══ EXERCISE DATA ══

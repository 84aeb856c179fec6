use crate::config::parser::parse_config_file;
use crate::config::types::{CONFIG_FILE_NAME, LoadedConfig, MergedConfig};
use crate::error::{DemapError, Result};
use std::path::{Path, PathBuf};

/// Discover and load all config files in the cascade.
///
/// The cascade order is:
/// 1. Start from `start_dir` and look for `.demap.toml`
/// 2. Continue up the directory tree until a config with `root = true`
/// 3. Finally, check ~/.demap.toml
///
/// Returns configs in cascade order (most specific first).
pub fn discover_configs(start_dir: &Path) -> Result<Vec<LoadedConfig>> {
	let mut configs = Vec::new();
	let mut current_dir = Some(start_dir);

	while let Some(dir) = current_dir {
		let config_path = dir.join(CONFIG_FILE_NAME);

		if config_path.exists() {
			let config = parse_config_file(&config_path)?;
			let stop = config.root;
			tracing::debug!("Loaded config {}", config_path.display());

			configs.push(LoadedConfig {
				config,
				path: config_path,
			});

			if stop {
				break;
			}
		}

		current_dir = dir.parent();
	}

	if let Some(home_dir) = dirs::home_dir() {
		let user_path = home_dir.join(CONFIG_FILE_NAME);
		let already_loaded = configs.iter().any(|loaded| loaded.path == user_path);
		if user_path.exists() && !already_loaded {
			let config = parse_config_file(&user_path)?;
			tracing::debug!("Loaded user config {}", user_path.display());
			configs.push(LoadedConfig {
				config,
				path: user_path,
			});
		}
	}

	Ok(configs)
}

/// Merge configs into effective settings.
///
/// For every setting the most specific config that sets it wins. Mapping
/// paths are resolved against the directory of the config that set them.
pub fn merge_configs(configs: &[LoadedConfig], start_dir: &Path) -> MergedConfig {
	let mut merged = MergedConfig::defaults(start_dir);
	let mut fields = None;
	let mut methods = None;
	let mut column = None;
	let mut extensions = None;
	let mut skip_quoted = None;

	for loaded in configs {
		let base = loaded.path.parent().unwrap_or(start_dir);
		let config = &loaded.config;

		if fields.is_none() {
			fields = config.fields.as_ref().map(|p| base.join(p));
		}
		if methods.is_none() {
			methods = config.methods.as_ref().map(|p| base.join(p));
		}
		if column.is_none() {
			column = config.column.clone();
		}
		if extensions.is_none() {
			extensions = config.extensions.clone();
		}
		if skip_quoted.is_none() {
			skip_quoted = config.skip_quoted;
		}

		merged.sources.push(loaded.path.clone());
	}

	if let Some(fields) = fields {
		merged.fields = fields;
	}
	if let Some(methods) = methods {
		merged.methods = methods;
	}
	if let Some(column) = column {
		merged.column = column;
	}
	if let Some(extensions) = extensions {
		merged.extensions = extensions
			.into_iter()
			.map(|ext| ext.trim_start_matches('.').to_string())
			.collect();
	}
	if let Some(skip_quoted) = skip_quoted {
		merged.skip_quoted = skip_quoted;
	}

	merged
}

/// Convenience function to discover, load, and merge configs from a directory.
pub fn load_merged_config(start_dir: &Path) -> Result<MergedConfig> {
	let configs = discover_configs(start_dir)?;
	Ok(merge_configs(&configs, start_dir))
}

/// Get the path to the user's config file.
pub fn user_config_path() -> Result<PathBuf> {
	let home_dir = dirs::home_dir().ok_or(DemapError::HomeDirectoryNotFound)?;
	Ok(home_dir.join(CONFIG_FILE_NAME))
}

#[cfg(test)]
mod tests {
	use super::*;
	use crate::config::types::Config;
	use std::fs;

	fn loaded(path: &str, config: Config) -> LoadedConfig {
		LoadedConfig {
			config,
			path: PathBuf::from(path),
		}
	}

	#[test]
	fn test_merge_no_configs_uses_defaults() {
		let merged = merge_configs(&[], Path::new("/work"));
		assert_eq!(merged, MergedConfig::defaults(Path::new("/work")));
		assert_eq!(merged.fields, PathBuf::from("/work/fields.csv"));
		assert_eq!(merged.column, "name");
		assert_eq!(merged.extensions, vec!["java"]);
		assert!(merged.skip_quoted);
	}

	#[test]
	fn test_merge_most_specific_wins() {
		let configs = vec![
			loaded(
				"/work/project/.demap.toml",
				Config {
					column: Some("desc".to_string()),
					..Default::default()
				},
			),
			loaded(
				"/work/.demap.toml",
				Config {
					column: Some("name".to_string()),
					fields: Some(PathBuf::from("maps/fields.csv")),
					skip_quoted: Some(false),
					..Default::default()
				},
			),
		];

		let merged = merge_configs(&configs, Path::new("/work/project"));
		assert_eq!(merged.column, "desc");
		assert_eq!(merged.fields, PathBuf::from("/work/maps/fields.csv"));
		assert_eq!(merged.methods, PathBuf::from("/work/project/methods.csv"));
		assert!(!merged.skip_quoted);
		assert_eq!(merged.sources.len(), 2);
	}

	#[test]
	fn test_merge_strips_extension_dots() {
		let configs = vec![loaded(
			"/work/.demap.toml",
			Config {
				extensions: Some(vec![".java".to_string(), "kt".to_string()]),
				..Default::default()
			},
		)];

		let merged = merge_configs(&configs, Path::new("/work"));
		assert_eq!(merged.extensions, vec!["java", "kt"]);
	}

	#[test]
	fn test_discover_stops_at_root() {
		let temp_dir = tempfile::tempdir().unwrap();
		let nested = temp_dir.path().join("a").join("b");
		fs::create_dir_all(&nested).unwrap();

		fs::write(temp_dir.path().join(CONFIG_FILE_NAME), "column = \"outer\"").unwrap();
		fs::write(
			temp_dir.path().join("a").join(CONFIG_FILE_NAME),
			"root = true\ncolumn = \"inner\"",
		)
		.unwrap();

		let configs = discover_configs(&nested).unwrap();
		let project: Vec<_> = configs
			.iter()
			.filter(|loaded| loaded.path.starts_with(temp_dir.path()))
			.collect();
		assert_eq!(project.len(), 1);
		assert_eq!(project[0].config.column, Some("inner".to_string()));
	}

	#[test]
	fn test_user_config_path() {
		let path = user_config_path();
		assert!(path.is_ok());
		let path = path.unwrap();
		assert!(path.ends_with(".demap.toml"));
	}
}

═══

> [ACTIVITY]:
Everything from the line containing "let user_path = home_dir.join(CONFIG_FILE_NAME);" through the line containing "that set them." in the material above should be retyped exactly, both ends included, and nothing more.

> [WRITTEN REPLY]:
		let user_path = home_dir.join(CONFIG_FILE_NAME);
		let already_loaded = configs.iter().any(|loaded| loaded.path == user_path);
		if user_path.exists() && !already_loaded {
			let config = parse_config_file(&user_path)?;
			tracing::debug!("Loaded user config {}", user_path.display());
			configs.push(LoadedConfig {
				config,
				path: user_path,
			});
		}
	}

	Ok(configs)
}

/// Merge configs into effective settings.
///
/// For every setting the most specific config that sets it wins. Mapping
/// paths are resolved against the directory of the config that set them.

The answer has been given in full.